== Data for this task

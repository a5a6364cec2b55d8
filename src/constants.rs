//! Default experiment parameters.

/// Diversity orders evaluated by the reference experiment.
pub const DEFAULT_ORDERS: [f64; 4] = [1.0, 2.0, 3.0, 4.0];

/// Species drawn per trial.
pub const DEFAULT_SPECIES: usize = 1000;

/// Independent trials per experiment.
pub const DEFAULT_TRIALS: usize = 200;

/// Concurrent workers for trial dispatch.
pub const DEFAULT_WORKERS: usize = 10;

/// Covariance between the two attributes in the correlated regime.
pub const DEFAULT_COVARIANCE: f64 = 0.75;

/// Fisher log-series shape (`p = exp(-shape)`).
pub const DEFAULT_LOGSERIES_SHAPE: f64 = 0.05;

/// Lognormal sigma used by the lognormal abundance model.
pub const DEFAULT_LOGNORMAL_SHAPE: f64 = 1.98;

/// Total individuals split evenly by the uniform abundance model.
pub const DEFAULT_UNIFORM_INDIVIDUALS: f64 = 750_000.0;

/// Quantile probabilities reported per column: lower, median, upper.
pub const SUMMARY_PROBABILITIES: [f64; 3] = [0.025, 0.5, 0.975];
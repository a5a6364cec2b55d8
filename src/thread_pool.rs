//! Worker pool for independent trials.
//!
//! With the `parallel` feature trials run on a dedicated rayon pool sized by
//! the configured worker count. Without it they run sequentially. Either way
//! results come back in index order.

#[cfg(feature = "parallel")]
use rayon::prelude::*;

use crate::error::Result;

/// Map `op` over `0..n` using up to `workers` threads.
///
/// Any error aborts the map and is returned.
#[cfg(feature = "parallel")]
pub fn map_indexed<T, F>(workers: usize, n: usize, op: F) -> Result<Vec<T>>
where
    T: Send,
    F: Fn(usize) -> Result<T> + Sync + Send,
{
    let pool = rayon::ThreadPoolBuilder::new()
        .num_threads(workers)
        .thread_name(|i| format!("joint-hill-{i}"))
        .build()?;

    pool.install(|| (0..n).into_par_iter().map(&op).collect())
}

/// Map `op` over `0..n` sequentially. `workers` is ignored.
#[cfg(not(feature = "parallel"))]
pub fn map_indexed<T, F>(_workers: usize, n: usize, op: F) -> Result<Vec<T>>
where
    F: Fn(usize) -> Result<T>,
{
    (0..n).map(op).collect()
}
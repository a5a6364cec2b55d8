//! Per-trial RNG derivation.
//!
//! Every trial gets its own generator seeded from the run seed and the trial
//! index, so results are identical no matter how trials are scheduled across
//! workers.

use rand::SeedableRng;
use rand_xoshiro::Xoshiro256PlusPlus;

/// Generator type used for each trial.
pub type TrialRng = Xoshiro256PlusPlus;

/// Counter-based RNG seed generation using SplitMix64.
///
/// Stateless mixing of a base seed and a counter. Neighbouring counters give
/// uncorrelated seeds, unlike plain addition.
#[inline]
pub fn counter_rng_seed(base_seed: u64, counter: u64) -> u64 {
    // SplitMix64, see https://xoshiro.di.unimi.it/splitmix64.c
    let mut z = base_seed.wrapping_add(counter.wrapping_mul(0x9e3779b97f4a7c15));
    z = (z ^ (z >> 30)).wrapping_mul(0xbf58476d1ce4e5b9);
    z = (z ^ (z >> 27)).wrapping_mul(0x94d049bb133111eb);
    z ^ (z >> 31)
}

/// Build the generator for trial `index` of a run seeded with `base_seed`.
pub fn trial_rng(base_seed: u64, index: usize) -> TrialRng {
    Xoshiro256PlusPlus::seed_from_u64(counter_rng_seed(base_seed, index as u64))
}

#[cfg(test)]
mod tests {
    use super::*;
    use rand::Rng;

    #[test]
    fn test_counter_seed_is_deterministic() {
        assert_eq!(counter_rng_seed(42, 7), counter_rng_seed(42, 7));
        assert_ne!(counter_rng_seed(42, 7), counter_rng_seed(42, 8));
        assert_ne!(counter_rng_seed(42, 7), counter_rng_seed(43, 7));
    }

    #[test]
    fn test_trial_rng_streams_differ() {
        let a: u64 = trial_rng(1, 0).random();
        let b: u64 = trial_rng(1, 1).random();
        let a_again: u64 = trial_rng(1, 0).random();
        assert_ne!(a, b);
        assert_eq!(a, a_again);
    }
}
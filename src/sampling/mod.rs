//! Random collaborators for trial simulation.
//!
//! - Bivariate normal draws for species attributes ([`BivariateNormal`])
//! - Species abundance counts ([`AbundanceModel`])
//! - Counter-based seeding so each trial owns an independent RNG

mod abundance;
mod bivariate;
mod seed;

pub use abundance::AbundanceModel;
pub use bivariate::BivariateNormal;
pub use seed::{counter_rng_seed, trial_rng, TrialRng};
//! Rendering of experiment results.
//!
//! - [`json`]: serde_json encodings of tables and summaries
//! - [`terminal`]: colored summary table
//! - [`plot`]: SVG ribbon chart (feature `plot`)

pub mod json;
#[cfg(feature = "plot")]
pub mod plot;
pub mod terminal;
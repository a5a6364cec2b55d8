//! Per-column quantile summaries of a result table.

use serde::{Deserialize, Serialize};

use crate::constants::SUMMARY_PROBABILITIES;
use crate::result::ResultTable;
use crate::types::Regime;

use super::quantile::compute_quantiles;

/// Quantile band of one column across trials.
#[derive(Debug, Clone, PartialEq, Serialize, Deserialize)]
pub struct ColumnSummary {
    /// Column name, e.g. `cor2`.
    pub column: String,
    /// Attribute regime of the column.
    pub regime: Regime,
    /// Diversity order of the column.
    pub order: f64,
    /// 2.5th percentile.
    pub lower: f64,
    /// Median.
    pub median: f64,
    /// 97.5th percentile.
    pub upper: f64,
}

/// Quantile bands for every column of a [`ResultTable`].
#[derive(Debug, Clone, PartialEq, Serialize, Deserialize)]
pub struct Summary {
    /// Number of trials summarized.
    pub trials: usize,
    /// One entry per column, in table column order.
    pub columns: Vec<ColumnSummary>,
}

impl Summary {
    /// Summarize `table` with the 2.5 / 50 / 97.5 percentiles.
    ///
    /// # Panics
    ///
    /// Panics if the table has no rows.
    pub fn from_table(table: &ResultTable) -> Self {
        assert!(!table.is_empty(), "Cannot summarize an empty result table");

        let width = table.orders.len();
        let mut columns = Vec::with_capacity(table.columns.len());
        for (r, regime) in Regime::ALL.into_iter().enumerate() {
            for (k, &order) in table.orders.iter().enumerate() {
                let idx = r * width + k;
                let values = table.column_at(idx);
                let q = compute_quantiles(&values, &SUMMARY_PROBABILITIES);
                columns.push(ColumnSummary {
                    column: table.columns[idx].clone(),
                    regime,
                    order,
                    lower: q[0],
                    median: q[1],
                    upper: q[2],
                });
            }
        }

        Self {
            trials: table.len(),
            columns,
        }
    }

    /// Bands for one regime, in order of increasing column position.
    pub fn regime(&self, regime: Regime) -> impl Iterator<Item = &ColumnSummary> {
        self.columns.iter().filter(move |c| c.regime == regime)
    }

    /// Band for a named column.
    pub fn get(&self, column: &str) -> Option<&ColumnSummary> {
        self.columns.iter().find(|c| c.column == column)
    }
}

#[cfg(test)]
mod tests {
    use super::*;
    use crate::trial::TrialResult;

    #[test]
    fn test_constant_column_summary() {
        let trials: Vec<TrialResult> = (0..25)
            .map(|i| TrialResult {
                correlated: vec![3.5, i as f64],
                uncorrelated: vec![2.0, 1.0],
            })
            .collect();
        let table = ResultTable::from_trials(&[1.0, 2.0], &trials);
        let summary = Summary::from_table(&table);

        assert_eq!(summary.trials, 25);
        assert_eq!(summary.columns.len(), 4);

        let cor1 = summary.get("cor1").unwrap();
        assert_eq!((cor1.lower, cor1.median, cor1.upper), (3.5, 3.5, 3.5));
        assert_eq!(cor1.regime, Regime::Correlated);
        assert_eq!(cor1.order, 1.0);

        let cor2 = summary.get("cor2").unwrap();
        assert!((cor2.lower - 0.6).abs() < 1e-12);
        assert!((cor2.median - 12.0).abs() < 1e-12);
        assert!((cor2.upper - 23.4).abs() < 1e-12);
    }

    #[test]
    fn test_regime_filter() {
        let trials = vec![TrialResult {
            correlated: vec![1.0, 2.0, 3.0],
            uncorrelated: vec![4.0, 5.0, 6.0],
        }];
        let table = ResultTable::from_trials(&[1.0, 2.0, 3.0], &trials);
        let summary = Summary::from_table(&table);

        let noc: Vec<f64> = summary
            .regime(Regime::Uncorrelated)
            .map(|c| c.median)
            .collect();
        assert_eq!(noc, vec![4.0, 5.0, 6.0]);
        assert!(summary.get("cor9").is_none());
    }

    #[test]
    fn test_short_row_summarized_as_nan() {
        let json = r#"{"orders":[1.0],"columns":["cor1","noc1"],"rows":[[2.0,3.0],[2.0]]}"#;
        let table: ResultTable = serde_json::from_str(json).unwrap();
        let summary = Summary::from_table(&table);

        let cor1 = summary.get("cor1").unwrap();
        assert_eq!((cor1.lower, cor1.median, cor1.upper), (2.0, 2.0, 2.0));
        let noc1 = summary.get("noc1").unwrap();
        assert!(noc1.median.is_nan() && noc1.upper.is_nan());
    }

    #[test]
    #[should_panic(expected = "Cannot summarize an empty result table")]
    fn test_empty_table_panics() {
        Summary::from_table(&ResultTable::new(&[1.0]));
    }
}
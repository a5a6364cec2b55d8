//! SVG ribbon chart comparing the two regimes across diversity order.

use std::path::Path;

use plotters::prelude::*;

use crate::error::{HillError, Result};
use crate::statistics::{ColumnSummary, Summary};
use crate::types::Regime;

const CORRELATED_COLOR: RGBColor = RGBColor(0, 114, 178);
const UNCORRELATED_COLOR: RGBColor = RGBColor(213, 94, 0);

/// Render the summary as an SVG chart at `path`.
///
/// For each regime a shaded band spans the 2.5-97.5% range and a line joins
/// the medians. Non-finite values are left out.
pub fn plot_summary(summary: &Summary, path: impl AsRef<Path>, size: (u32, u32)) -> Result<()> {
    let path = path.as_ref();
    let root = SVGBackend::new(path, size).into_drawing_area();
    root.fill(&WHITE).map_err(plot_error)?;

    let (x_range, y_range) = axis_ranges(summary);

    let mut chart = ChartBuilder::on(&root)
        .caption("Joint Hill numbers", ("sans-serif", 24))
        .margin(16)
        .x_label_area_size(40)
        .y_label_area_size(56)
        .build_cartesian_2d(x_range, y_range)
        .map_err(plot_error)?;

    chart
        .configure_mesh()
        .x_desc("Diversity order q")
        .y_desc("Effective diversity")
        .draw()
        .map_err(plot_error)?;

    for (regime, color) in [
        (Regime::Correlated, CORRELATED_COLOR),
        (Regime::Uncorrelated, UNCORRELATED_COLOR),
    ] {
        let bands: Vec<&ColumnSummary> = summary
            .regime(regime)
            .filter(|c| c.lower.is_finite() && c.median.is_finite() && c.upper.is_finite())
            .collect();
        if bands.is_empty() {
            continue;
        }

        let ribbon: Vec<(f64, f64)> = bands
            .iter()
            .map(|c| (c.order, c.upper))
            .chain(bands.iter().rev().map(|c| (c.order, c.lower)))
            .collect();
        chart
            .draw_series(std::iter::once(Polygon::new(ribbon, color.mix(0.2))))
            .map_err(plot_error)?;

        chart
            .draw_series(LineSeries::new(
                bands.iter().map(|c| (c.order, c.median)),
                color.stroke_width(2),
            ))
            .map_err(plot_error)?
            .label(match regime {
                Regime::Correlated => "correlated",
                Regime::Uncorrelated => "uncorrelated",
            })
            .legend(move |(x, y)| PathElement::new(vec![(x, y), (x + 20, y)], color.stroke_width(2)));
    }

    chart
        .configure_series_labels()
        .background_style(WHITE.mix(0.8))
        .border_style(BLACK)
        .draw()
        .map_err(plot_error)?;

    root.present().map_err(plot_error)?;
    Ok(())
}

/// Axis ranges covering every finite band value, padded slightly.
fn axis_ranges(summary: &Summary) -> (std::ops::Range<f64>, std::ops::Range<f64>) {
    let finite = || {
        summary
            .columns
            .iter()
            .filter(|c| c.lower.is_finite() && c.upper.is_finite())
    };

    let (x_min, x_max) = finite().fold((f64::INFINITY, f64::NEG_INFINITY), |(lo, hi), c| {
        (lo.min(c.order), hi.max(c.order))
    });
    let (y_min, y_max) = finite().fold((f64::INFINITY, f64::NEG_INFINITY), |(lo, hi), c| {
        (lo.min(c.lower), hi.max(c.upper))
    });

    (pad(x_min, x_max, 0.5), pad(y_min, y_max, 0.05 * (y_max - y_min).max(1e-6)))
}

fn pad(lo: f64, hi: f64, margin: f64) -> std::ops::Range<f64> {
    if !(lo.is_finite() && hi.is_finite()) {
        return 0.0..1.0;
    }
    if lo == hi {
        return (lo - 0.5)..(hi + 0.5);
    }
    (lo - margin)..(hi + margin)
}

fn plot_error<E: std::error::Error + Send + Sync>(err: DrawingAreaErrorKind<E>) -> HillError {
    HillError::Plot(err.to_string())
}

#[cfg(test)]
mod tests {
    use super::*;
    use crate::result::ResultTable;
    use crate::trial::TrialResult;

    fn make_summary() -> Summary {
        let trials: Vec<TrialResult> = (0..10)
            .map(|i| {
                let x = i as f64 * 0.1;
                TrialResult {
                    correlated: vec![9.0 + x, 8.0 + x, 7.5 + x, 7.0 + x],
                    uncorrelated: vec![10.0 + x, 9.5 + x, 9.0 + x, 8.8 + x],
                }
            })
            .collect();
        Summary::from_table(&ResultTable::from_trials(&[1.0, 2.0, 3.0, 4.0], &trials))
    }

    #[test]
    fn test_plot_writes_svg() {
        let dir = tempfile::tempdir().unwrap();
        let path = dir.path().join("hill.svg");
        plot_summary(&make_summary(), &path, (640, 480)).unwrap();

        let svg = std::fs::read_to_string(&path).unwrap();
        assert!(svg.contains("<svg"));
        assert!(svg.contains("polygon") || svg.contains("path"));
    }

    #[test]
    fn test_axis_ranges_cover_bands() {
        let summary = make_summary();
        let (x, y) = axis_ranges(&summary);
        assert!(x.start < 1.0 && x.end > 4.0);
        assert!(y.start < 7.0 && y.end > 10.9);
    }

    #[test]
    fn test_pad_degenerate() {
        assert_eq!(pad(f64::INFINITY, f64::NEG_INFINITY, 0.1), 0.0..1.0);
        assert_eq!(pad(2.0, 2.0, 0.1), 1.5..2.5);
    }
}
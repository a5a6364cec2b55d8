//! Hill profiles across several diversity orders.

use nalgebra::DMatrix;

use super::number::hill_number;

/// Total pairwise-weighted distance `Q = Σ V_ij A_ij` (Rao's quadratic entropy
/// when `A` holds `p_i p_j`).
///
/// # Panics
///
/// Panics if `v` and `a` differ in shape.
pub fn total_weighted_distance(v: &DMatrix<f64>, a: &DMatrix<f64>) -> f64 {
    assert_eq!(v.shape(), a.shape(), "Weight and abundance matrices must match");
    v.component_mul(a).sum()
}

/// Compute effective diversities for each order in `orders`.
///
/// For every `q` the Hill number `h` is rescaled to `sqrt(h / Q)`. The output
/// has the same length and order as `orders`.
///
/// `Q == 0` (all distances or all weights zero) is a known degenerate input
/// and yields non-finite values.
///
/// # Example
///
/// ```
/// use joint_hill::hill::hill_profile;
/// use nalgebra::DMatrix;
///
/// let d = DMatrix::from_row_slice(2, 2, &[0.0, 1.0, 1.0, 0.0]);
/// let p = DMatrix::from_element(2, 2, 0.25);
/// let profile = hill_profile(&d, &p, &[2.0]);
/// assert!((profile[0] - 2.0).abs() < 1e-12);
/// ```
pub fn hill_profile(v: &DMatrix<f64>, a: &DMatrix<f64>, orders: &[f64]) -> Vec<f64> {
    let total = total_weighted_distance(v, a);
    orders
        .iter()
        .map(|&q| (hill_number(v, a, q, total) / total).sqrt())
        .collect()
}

====

__Directions__
Whenever a line above includes the string "summaries", copy it.

__Task response__
//! - [`json`]: serde_json encodings of tables and summaries
//! Per-column quantile summaries of a result table.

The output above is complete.